TASK GOAL
Find the lines below that include the word "Option" and report how many there are, with no other text.

[DATA SHOWN]

use chrono::{DateTime, Utc};
use serde::{Deserialize, Serialize};
use uuid::Uuid;

use crate::coordinator::{HashTypeInfo, Strategy, WordlistChunk};
use crate::engine::EngineKind;
use crate::progress::ProgressSnapshot;

/// Coordinator to peer messages.
#[derive(Debug, Clone, PartialEq, Serialize, Deserialize)]
#[serde(tag = "type", rename_all = "snake_case", rename_all_fields = "camelCase")]
pub enum Message {
    JobCreated {
        job_id: Uuid,
        hash_type: String,
        created_by: String,
        wordlist_count: usize,
    },
    JobAssignment {
        job_id: Uuid,
        peer_id: String,
        hash: String,
        strategy: Strategy,
        wordlist_chunk: WordlistChunk,
        hash_type_info: HashTypeInfo,
    },
    ProgressUpdate(ProgressSnapshot),
    JobCompleted {
        job_id: Uuid,
        success: bool,
        #[serde(default, skip_serializing_if = "Option::is_none")]
        plaintext: Option<String>,
        time_taken: f64,
        #[serde(default)]
        engine_used: Option<String>,
    },
    JobCancelled {
        job_id: Uuid,
        timestamp: DateTime<Utc>,
        #[serde(default, skip_serializing_if = "Option::is_none")]
        reason: Option<String>,
    },
    ResultAck {
        job_id: Uuid,
        accepted: bool,
    },
    Error {
        code: String,
        message: String,
    },
}

impl Message {
    pub fn kind(&self) -> &'static str {
        match self {
            Message::JobCreated { .. } => "job_created",
            Message::JobAssignment { .. } => "job_assignment",
            Message::ProgressUpdate(_) => "progress_update",
            Message::JobCompleted { .. } => "job_completed",
            Message::JobCancelled { .. } => "job_cancelled",
            Message::ResultAck { .. } => "result_ack",
            Message::Error { .. } => "error",
        }
    }
}

/// Peer to coordinator messages.
#[derive(Debug, Clone, PartialEq, Serialize, Deserialize)]
#[serde(tag = "type", rename_all = "snake_case", rename_all_fields = "camelCase")]
pub enum PeerMessage {
    Heartbeat,
    ReportProgress {
        job_id: Uuid,
        attempted: u64,
        total: u64,
        rate: f64,
    },
    EngineStatus {
        job_id: Uuid,
        engine: EngineKind,
        output: String,
    },
    ReportResult {
        job_id: Uuid,
        success: bool,
        #[serde(default)]
        plaintext: Option<String>,
        #[serde(default)]
        engine: Option<String>,
    },
}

[/DATA SHOWN]

SOLVED EXERCISE
7